use crate::core::Player;
use crate::game::online::{JoinInfo, RemoteState, RoomStatus};
use serde::{Deserialize, Serialize};

/// Client -> server, one JSON object per line.
#[derive(Debug, Clone, PartialEq, Eq, Serialize, Deserialize)]
pub enum Request {
    Create {
        rows: usize,
        cols: usize,
        starting_player: Player,
        player_name: String,
    },
    Join {
        code: String,
        player_name: String,
    },
    State {
        code: String,
    },
    Move {
        code: String,
        secret: String,
        column: usize,
    },
}

/// Server -> client, exactly one per request.
#[derive(Debug, Clone, PartialEq, Eq, Serialize, Deserialize)]
pub enum Response {
    Joined {
        info: JoinInfo,
    },
    State {
        state: RemoteState,
    },
    Moved {
        next_turn: Player,
        status: RoomStatus,
    },
    Error {
        message: String,
    },
}

#[cfg(test)]
mod tests {
    use super::*;

    #[test]
    fn request_wire_shape() {
        let req = Request::Move {
            code: "ABC123".into(),
            secret: "s".into(),
            column: 4,
        };
        let json = serde_json::to_string(&req).unwrap();
        assert_eq!(json, r#"{"Move":{"code":"ABC123","secret":"s","column":4}}"#);
        assert_eq!(serde_json::from_str::<Request>(&json).unwrap(), req);
    }
}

» DESCRIPTION OF THE TASK
Nothing should be changed: write out all of the data as is.

» REPLY
use crate::core::Player;
use crate::game::online::{JoinInfo, RemoteState, RoomStatus};
use serde::{Deserialize, Serialize};

/// Client -> server, one JSON object per line.
#[derive(Debug, Clone, PartialEq, Eq, Serialize, Deserialize)]
pub enum Request {
    Create {
        rows: usize,
        cols: usize,
        starting_player: Player,
        player_name: String,
    },
    Join {
        code: String,
        player_name: String,
    },
    State {
        code: String,
    },
    Move {
        code: String,
        secret: String,
        column: usize,
    },
}

/// Server -> client, exactly one per request.
#[derive(Debug, Clone, PartialEq, Eq, Serialize, Deserialize)]
pub enum Response {
    Joined {
        info: JoinInfo,
    },
    State {
        state: RemoteState,
    },
    Moved {
        next_turn: Player,
        status: RoomStatus,
    },
    Error {
        message: String,
    },
}

#[cfg(test)]
mod tests {
    use super::*;

    #[test]
    fn request_wire_shape() {
        let req = Request::Move {
            code: "ABC123".into(),
            secret: "s".into(),
            column: 4,
        };
        let json = serde_json::to_string(&req).unwrap();
        assert_eq!(json, r#"{"Move":{"code":"ABC123","secret":"s","column":4}}"#);
        assert_eq!(serde_json::from_str::<Request>(&json).unwrap(), req);
    }
}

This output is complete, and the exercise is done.